------ Data excerpts ------

//! Unit conversions and color helpers
//!
//! Everything here is a pure function. Lengths in the rest of the crate are in
//! visualization units (see `BlackHole::schwarzschild_radius`), velocities are
//! in geometric units where c = 1.

use common::constants::{GRAVITATIONAL_CONSTANT, SOLAR_MASS, SPEED_OF_LIGHT};
use glam::Vec3;

/// Black hole parameters
pub const DEFAULT_MASS: f32 = 4.31e6; // Sagittarius A*, solar masses
pub const DEFAULT_SPIN: f32 = 0.9;
pub const MIN_MASS: f32 = 0.1;
pub const MIN_SPIN: f32 = 0.0; // Schwarzschild
pub const MAX_SPIN: f32 = 0.998; // Thorne limit for disk spin-up

/// Below this spin the Kerr formulas are replaced by their Schwarzschild limits
pub const SPIN_EPSILON: f32 = 0.01;

/// Accretion disk parameters
pub const DISK_OUTER_RADIUS_FACTOR: f32 = 15.0; // in Schwarzschild radii
pub const DISK_THICKNESS: f32 = 0.5;
pub const DISK_TEMPERATURE_K: f32 = 1.0e5;

/// Upper bound on v/c for disk material
pub const MAX_BETA: f32 = 0.99;

/// Bounds applied to the disk Doppler factor
pub const MIN_DOPPLER: f32 = 0.1;
pub const MAX_DOPPLER: f32 = 10.0;

/// Physical Schwarzschild radius `2GM/c²` in metres. Informational only; the
/// scene uses the rescaled radius from `BlackHole`.
pub fn physical_schwarzschild_radius(mass_in_solar_masses: f64) -> f64 {
    2.0 * GRAVITATIONAL_CONSTANT * mass_in_solar_masses * SOLAR_MASS / (SPEED_OF_LIGHT * SPEED_OF_LIGHT)
}

/// Convert a blackbody temperature in Kelvin to an RGB color.
///
/// Empirical Planckian-locus fit on temperature/1000 clamped to `[1, 40]`,
/// with the usual break at 66. Each channel is clamped to `[0, 1]`.
pub fn temperature_to_rgb(kelvin: f32) -> Vec3 {
    let t = (kelvin / 1000.0).clamp(1.0, 40.0);

    let r = if t <= 66.0 {
        1.0
    } else {
        (1.292_936_2 * (t - 60.0).powf(-0.133_204_76)).clamp(0.0, 1.0)
    };

    let g = if t <= 66.0 {
        (0.390_081_58 * t.ln() - 0.631_841_43).clamp(0.0, 1.0)
    } else {
        (1.129_890_9 * (t - 60.0).powf(-0.075_514_85)).clamp(0.0, 1.0)
    };

    let b = if t >= 66.0 {
        1.0
    } else if t <= 19.0 {
        0.0
    } else {
        (0.543_206_8 * (t - 10.0).ln() - 1.196_254_1).clamp(0.0, 1.0)
    };

    Vec3::new(r, g, b)
}

/// Lorentz factor γ = 1/sqrt(1 - β²), with β capped at `MAX_BETA`
pub fn lorentz_factor(beta: f32) -> f32 {
    let beta = beta.abs().min(MAX_BETA);
    1.0 / (1.0 - beta * beta).sqrt()
}

/// Relativistic Doppler factor δ = 1/(γ(1 - β cosθ)).
///
/// `beta` is v/c, `cos_theta` the cosine between the emitter's motion and the
/// direction towards the observer. β is capped at `MAX_BETA` so γ stays finite.
pub fn doppler_factor(beta: f32, cos_theta: f32) -> f32 {
    let beta = beta.abs().min(MAX_BETA);
    let cos_theta = cos_theta.clamp(-1.0, 1.0);
    1.0 / (lorentz_factor(beta) * (1.0 - beta * cos_theta))
}
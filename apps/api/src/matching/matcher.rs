//! Scoring driver: prompt → completion call → parse, once per job, in sequence.

use std::sync::Arc;
use std::time::Duration;

use tracing::{debug, error, info};

use crate::llm_client::{CompletionBackend, LlmError};
use crate::matching::models::{CandidateProfile, JobPosting, MatchResult};
use crate::matching::prompts::PromptLimits;
use crate::matching::ranking::rank_results;

#[derive(Debug, Clone, PartialEq, Eq)]
pub struct MatcherConfig {
    /// Upper bound for one completion call.
    pub call_timeout: Duration,
    /// Pause between consecutive calls, for upstream rate limits.
    pub inter_call_delay: Duration,
    pub limits: PromptLimits,
}

/// Scores job postings against a candidate profile.
///
/// Jobs are analysed strictly one at a time with at most one completion call
/// each. A failed or timed-out call turns into a zero-score result for that
/// job only; the rest of the batch continues.
pub struct JobMatcher {
    backend: Arc<dyn CompletionBackend>,
    config: MatcherConfig,
}

impl JobMatcher {
    pub fn new(backend: Arc<dyn CompletionBackend>, config: MatcherConfig) -> Self {
        Self { backend, config }
    }

    pub fn backend(&self) -> &dyn CompletionBackend {
        self.backend.as_ref()
    }

    /// Scores a single job. Never fails.
    pub async fn analyze_job(&self, profile: &CandidateProfile, job: &JobPosting) -> MatchResult {
        let format = self.backend.response_format();
        let prompt = format.build_prompt(profile, job, &self.config.limits);
        debug!(
            job_id = %job.id,
            backend = self.backend.name(),
            prompt_chars = prompt.chars().count(),
            "Sending job to completion backend"
        );

        let reply = match tokio::time::timeout(
            self.config.call_timeout,
            self.backend.complete(&prompt),
        )
        .await
        {
            Ok(reply) => reply,
            Err(_) => Err(LlmError::Timeout {
                secs: self.config.call_timeout.as_secs(),
            }),
        };

        match reply {
            Ok(raw) => format.parse(&raw, job),
            Err(e) => {
                error!(
                    job_id = %job.id,
                    backend = self.backend.name(),
                    "Error analyzing job: {e}"
                );
                MatchResult::failed(job, format!("Analysis failed: {}", e.user_message()))
            }
        }
    }

    /// Scores every job in order and returns the results ranked by score.
    pub async fn analyze_all(
        &self,
        profile: &CandidateProfile,
        jobs: &[JobPosting],
    ) -> Vec<MatchResult> {
        let mut results = Vec::with_capacity(jobs.len());

        for (i, job) in jobs.iter().enumerate() {
            if i > 0 && !self.config.inter_call_delay.is_zero() {
                tokio::time::sleep(self.config.inter_call_delay).await;
            }
            info!(
                "Analyzing job {}/{}: {}",
                i + 1,
                jobs.len(),
                job.headline_or_default()
            );
            results.push(self.analyze_job(profile, job).await);
        }

        rank_results(results)
    }
}

#[cfg(test)]
mod tests {
    use super::*;
    use crate::matching::format::ResponseFormat;
    use crate::test_support::{FakeBackend, FakeReply};

    fn job(id: &str, headline: &str) -> JobPosting {
        JobPosting {
            id: id.to_string(),
            headline: Some(headline.to_string()),
            employer: Some("Acme".to_string()),
            description: Some("Backend role".to_string()),
            ..Default::default()
        }
    }

    fn config() -> MatcherConfig {
        MatcherConfig {
            call_timeout: Duration::from_secs(30),
            inter_call_delay: Duration::from_millis(500),
            limits: PromptLimits::default(),
        }
    }

    fn delimited(score: u8) -> FakeReply {
        FakeReply::Text(format!(
            "SCORE: {score}\nMATCHES:\n- Rust\nMISSING:\n- Go\nREASONING:\nScored {score}."
        ))
    }

    #[tokio::test(start_paused = true)]
    async fn test_two_jobs_are_ranked_by_score() {
        let backend = FakeBackend::new(ResponseFormat::DelimitedText)
            .reply("Junior Developer", delimited(30))
            .reply("Senior Developer", delimited(85));
        let matcher = JobMatcher::new(Arc::new(backend), config());

        let jobs = vec![job("a", "Junior Developer"), job("b", "Senior Developer")];
        let results = matcher
            .analyze_all(&CandidateProfile::new("Rust engineer"), &jobs)
            .await;

        assert_eq!(results.len(), 2);
        assert_eq!(results[0].job_id, "b");
        assert_eq!(results[0].score, 85);
        assert_eq!(results[1].job_id, "a");
        assert_eq!(results[1].score, 30);
        assert_eq!(results[1].reasoning, "Scored 30.");
    }

    #[tokio::test(start_paused = true)]
    async fn test_timeout_fails_only_that_job() {
        let backend = FakeBackend::new(ResponseFormat::DelimitedText)
            .reply("Slow Corp Role", FakeReply::Hang)
            .reply("Fast Corp Role", delimited(40));
        let matcher = JobMatcher::new(Arc::new(backend), config());

        let jobs = vec![job("slow", "Slow Corp Role"), job("fast", "Fast Corp Role")];
        let results = matcher
            .analyze_all(&CandidateProfile::new("profile"), &jobs)
            .await;

        assert_eq!(results.len(), 2);
        assert_eq!(results[0].job_id, "fast");
        assert_eq!(results[0].score, 40);
        assert_eq!(results[1].job_id, "slow");
        assert_eq!(results[1].score, 0);
        let error = results[1].error.as_deref().unwrap();
        assert!(error.contains("timed out"));
        assert!(!results[1].reasoning.is_empty());
    }

    #[tokio::test(start_paused = true)]
    async fn test_upstream_error_becomes_zero_score_result() {
        let backend = FakeBackend::new(ResponseFormat::StructuredJson).reply(
            "Data Engineer",
            FakeReply::Error(LlmError::Api {
                status: 503,
                message: "overloaded".to_string(),
            }),
        );
        let matcher = JobMatcher::new(Arc::new(backend), config());

        let result = matcher
            .analyze_job(&CandidateProfile::new("profile"), &job("x", "Data Engineer"))
            .await;
        assert_eq!(result.score, 0);
        let error = result.error.unwrap();
        assert!(error.starts_with("Analysis failed"));
        assert!(!error.contains("overloaded"));
    }

    #[tokio::test(start_paused = true)]
    async fn test_backend_format_selects_parser() {
        let backend = FakeBackend::new(ResponseFormat::StructuredJson).reply(
            "Data Engineer",
            FakeReply::Text(
                "```json\n{\"score\": 77, \"matches\": [\"SQL\"], \"missing\": [], \"summary\": \"Good.\"}\n```"
                    .to_string(),
            ),
        );
        let matcher = JobMatcher::new(Arc::new(backend), config());

        let result = matcher
            .analyze_job(&CandidateProfile::new("profile"), &job("x", "Data Engineer"))
            .await;
        assert_eq!(result.score, 77);
        assert_eq!(result.matches, vec!["SQL"]);
        assert_eq!(result.reasoning, "Good.");
    }

    #[tokio::test(start_paused = true)]
    async fn test_prompt_respects_profile_budget() {
        let backend = Arc::new(FakeBackend::new(ResponseFormat::DelimitedText));
        let mut cfg = config();
        cfg.limits.profile_chars = 20;
        let matcher = JobMatcher::new(backend.clone(), cfg);

        let profile = CandidateProfile::new(format!("{}{}", "a".repeat(20), "OVERFLOW"));
        matcher.analyze_job(&profile, &job("x", "Any")).await;

        let prompts = backend.prompts();
        assert_eq!(prompts.len(), 1);
        assert!(prompts[0].contains(&"a".repeat(20)));
        assert!(!prompts[0].contains("OVERFLOW"));
    }

    #[tokio::test(start_paused = true)]
    async fn test_jobs_are_called_in_order() {
        let backend = Arc::new(FakeBackend::new(ResponseFormat::DelimitedText));
        let matcher = JobMatcher::new(backend.clone(), config());

        let jobs = vec![job("1", "First Role"), job("2", "Second Role"), job("3", "Third Role")];
        matcher
            .analyze_all(&CandidateProfile::new("profile"), &jobs)
            .await;

        let prompts = backend.prompts();
        assert_eq!(prompts.len(), 3);
        assert!(prompts[0].contains("First Role"));
        assert!(prompts[1].contains("Second Role"));
        assert!(prompts[2].contains("Third Role"));
    }

    #[tokio::test(start_paused = true)]
    async fn test_empty_job_list() {
        let matcher = JobMatcher::new(
            Arc::new(FakeBackend::new(ResponseFormat::DelimitedText)),
            config(),
        );
        assert!(matcher
            .analyze_all(&CandidateProfile::new("profile"), &[])
            .await
            .is_empty());
    }
}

------

Filter the lines above so that only those with the string "OVERFLOW" remain, then copy them.

> Result below:
        let profile = CandidateProfile::new(format!("{}{}", "a".repeat(20), "OVERFLOW"));
        assert!(!prompts[0].contains("OVERFLOW"));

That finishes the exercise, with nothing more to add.